EXERCISE >>
State how many lines in the entries below hold the string "classify", and give nothing besides that number.
DATA RECORDS below:
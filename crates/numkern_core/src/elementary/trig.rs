use super::float::fabs;
use super::Elementary;
use crate::classify::{is_infinite, is_nan};
use std::f64::consts::{FRAC_PI_2, FRAC_PI_4, TAU};

impl Elementary {
    pub fn sin(&self, x: f64) -> f64 {
        if x == 0.0 {
            return x;
        } else if is_nan(x) || is_infinite(x) {
            return f64::NAN;
        }
        let x = self.reduce_period(x);
        self.sum_series("sin", x, |term, i| -term * x * x / (2.0 * i * (2.0 * i + 1.0)))
    }

    pub fn cos(&self, x: f64) -> f64 {
        if is_nan(x) || is_infinite(x) {
            return f64::NAN;
        } else if x == 0.0 {
            return 1.0;
        }
        let x = self.reduce_period(x);
        self.sum_series("cos", 1.0, |term, i| {
            -term * x * x / ((2.0 * i - 1.0) * (2.0 * i))
        })
    }

    /// `sin(x) / cos(x)`. Near the poles the quotient is whatever the
    /// division produces; there is no pole detection.
    pub fn tan(&self, x: f64) -> f64 {
        if is_nan(x) || is_infinite(x) {
            f64::NAN
        } else if x == 0.0 {
            x
        } else {
            self.sin(x) / self.cos(x)
        }
    }

    pub fn asin(&self, x: f64) -> f64 {
        let tolerance = self.settings.tolerance;
        if is_nan(x) || x > 1.0 || x < -1.0 {
            f64::NAN
        } else if x >= 1.0 - tolerance {
            FRAC_PI_2
        } else if x <= -1.0 + tolerance {
            -FRAC_PI_2
        } else if x < 0.0 {
            -self.asin(-x)
        } else {
            self.atan(x / self.sqrt(1.0 - x * x))
        }
    }

    pub fn acos(&self, x: f64) -> f64 {
        if is_nan(x) {
            f64::NAN
        } else if x == 1.0 {
            0.0
        } else if x > 1.0 || x < -1.0 {
            f64::NAN
        } else {
            FRAC_PI_2 - self.asin(x)
        }
    }

    /// Arctangent. Arguments above 1 are folded through
    /// `atan(x) = pi/2 - atan(1/x)` so the series only sees `[0, 1)`. The
    /// series converges slowly as the argument approaches 1.
    pub fn atan(&self, x: f64) -> f64 {
        if is_nan(x) {
            f64::NAN
        } else if x < 0.0 {
            -self.atan(-x)
        } else if x > 1.0 {
            FRAC_PI_2 - self.atan(1.0 / x)
        } else if x == 1.0 {
            FRAC_PI_4
        } else {
            self.sum_series("atan", x, |term, i| {
                -term * x * x * (2.0 * i - 1.0) / (2.0 * i + 1.0)
            })
        }
    }

    /// Brings `x` into `[-2pi, 2pi]` before a series is summed.
    fn reduce_period(&self, x: f64) -> f64 {
        if fabs(x) > TAU {
            self.fmod(x, TAU)
        } else {
            x
        }
    }
}

pub fn sin(x: f64) -> f64 {
    Elementary::default().sin(x)
}

pub fn cos(x: f64) -> f64 {
    Elementary::default().cos(x)
}

pub fn tan(x: f64) -> f64 {
    Elementary::default().tan(x)
}

pub fn asin(x: f64) -> f64 {
    Elementary::default().asin(x)
}

pub fn acos(x: f64) -> f64 {
    Elementary::default().acos(x)
}

pub fn atan(x: f64) -> f64 {
    Elementary::default().atan(x)
}
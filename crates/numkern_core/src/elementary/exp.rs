use super::float::fabs;
use super::Elementary;
use crate::classify::{
    is_even_integer, is_finite, is_infinite, is_integer, is_nan, is_odd_integer, sign_bit,
};
use std::f64::consts::E;

/// Beyond this magnitude `exp` saturates to `+inf` without summing.
const EXP_SATURATION: f64 = 300.0;
/// Below this magnitude `exp` returns exactly 1.
const EXP_FLUSH: f64 = 2.0e-300;

impl Elementary {
    /// Taylor series around zero with guards for the special values and
    /// for arguments too large or too small to be worth summing.
    ///
    /// Any argument above 300 in magnitude saturates to `+inf`, negative ones
    /// included. Negative arguments sum the series at `-x` and take the
    /// reciprocal, since the alternating series cancels catastrophically.
    pub fn exp(&self, x: f64) -> f64 {
        if x == 0.0 {
            1.0
        } else if x == f64::NEG_INFINITY {
            0.0
        } else if x == f64::INFINITY {
            f64::INFINITY
        } else if is_nan(x) {
            f64::NAN
        } else if fabs(x) > EXP_SATURATION {
            f64::INFINITY
        } else if fabs(x) < EXP_FLUSH {
            1.0
        } else if x < 0.0 {
            1.0 / self.sum_series("exp", 1.0, |term, i| term * -x / i)
        } else {
            self.sum_series("exp", 1.0, |term, i| term * x / i)
        }
    }

    /// Natural logarithm.
    ///
    /// The argument is divided by `e` until it drops below `e`, then
    /// `exp(y) = x` is solved with a fixed number of Newton steps. Far from
    /// the root each step moves `y` by about 2, so with the default 100 steps
    /// arguments below about `1e-85` are not reached.
    pub fn log(&self, x: f64) -> f64 {
        if x < 0.0 || is_nan(x) {
            return f64::NAN;
        } else if x == 1.0 {
            return 0.0;
        } else if x == 0.0 {
            return f64::NEG_INFINITY;
        } else if x == f64::INFINITY {
            return f64::INFINITY;
        }

        let mut reduced = x;
        let mut divisions = 0.0;
        while reduced >= E {
            reduced /= E;
            divisions += 1.0;
        }

        let mut y = 0.0;
        for _ in 0..self.settings.newton_steps {
            let ey = self.exp(y);
            y += 2.0 * (reduced - ey) / (reduced + ey);
        }
        y + divisions
    }

    /// `base` raised to `exponent`.
    ///
    /// Special cases are checked in a fixed order and the first match wins;
    /// see the comments on each arm. Everything else is computed as
    /// `exp(exponent * log(|base|))` with the sign restored for negative
    /// bases raised to odd integers. That product inherits the saturation of
    /// [`Elementary::exp`]: once it exceeds 300 in magnitude the result is
    /// `+inf` either way, so `pow(2.0, -500.0)` is `+inf` rather than a tiny
    /// positive number.
    pub fn pow(&self, base: f64, exponent: f64) -> f64 {
        let zero_base = base == 0.0;
        let odd_exponent = is_odd_integer(exponent);
        let even_or_fractional = !is_integer(exponent) || is_even_integer(exponent);

        // pow(+0, negative odd) and pow(-0, negative odd)
        if zero_base && exponent < 0.0 && odd_exponent {
            if sign_bit(base) {
                f64::NEG_INFINITY
            } else {
                f64::INFINITY
            }
        }
        // pow(±0, negative finite even or fractional)
        else if zero_base && exponent < 0.0 && is_finite(exponent) && even_or_fractional {
            f64::INFINITY
        }
        // pow(±0, -inf)
        else if zero_base && exponent == f64::NEG_INFINITY {
            f64::INFINITY
        }
        // pow(±0, positive odd) keeps the sign of the zero
        else if zero_base && exponent > 0.0 && odd_exponent {
            base
        }
        // pow(±0, positive even or fractional)
        else if zero_base && exponent > 0.0 && even_or_fractional {
            0.0
        } else if base == -1.0 && is_infinite(exponent) {
            1.0
        }
        // 1 to anything, NaN included
        else if base == 1.0 {
            1.0
        }
        // anything to ±0, NaN included
        else if exponent == 0.0 {
            1.0
        } else if is_finite(base) && base < 0.0 && is_finite(exponent) && !is_integer(exponent) {
            f64::NAN
        } else if exponent == f64::NEG_INFINITY && fabs(base) < 1.0 {
            f64::INFINITY
        } else if exponent == f64::NEG_INFINITY && fabs(base) > 1.0 {
            0.0
        } else if exponent == f64::INFINITY && fabs(base) < 1.0 {
            0.0
        } else if exponent == f64::INFINITY && fabs(base) > 1.0 {
            f64::INFINITY
        } else if base == f64::NEG_INFINITY && exponent < 0.0 {
            if odd_exponent {
                -0.0
            } else {
                0.0
            }
        } else if base == f64::NEG_INFINITY && exponent > 0.0 {
            if odd_exponent {
                f64::NEG_INFINITY
            } else {
                f64::INFINITY
            }
        } else if base == f64::INFINITY && exponent < 0.0 {
            0.0
        } else if base == f64::INFINITY && exponent > 0.0 {
            f64::INFINITY
        } else if is_nan(base) || is_nan(exponent) {
            f64::NAN
        } else if base < 0.0 && !is_integer(exponent) {
            f64::NAN
        } else {
            let magnitude = self.exp(exponent * self.log(fabs(base)));
            if base < 0.0 && odd_exponent {
                -magnitude
            } else {
                magnitude
            }
        }
    }

    /// Square root, computed as `pow(x, 0.5)` away from the special values.
    pub fn sqrt(&self, x: f64) -> f64 {
        if is_nan(x) || x < 0.0 {
            f64::NAN
        } else if x == 0.0 || x == f64::INFINITY {
            x
        } else {
            self.pow(x, 0.5)
        }
    }
}

pub fn exp(x: f64) -> f64 {
    Elementary::default().exp(x)
}

pub fn log(x: f64) -> f64 {
    Elementary::default().log(x)
}

pub fn pow(base: f64, exponent: f64) -> f64 {
    Elementary::default().pow(base, exponent)
}

pub fn sqrt(x: f64) -> f64 {
    Elementary::default().sqrt(x)
}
End of DATA RECORDS.
ANSWER SECTION >>
2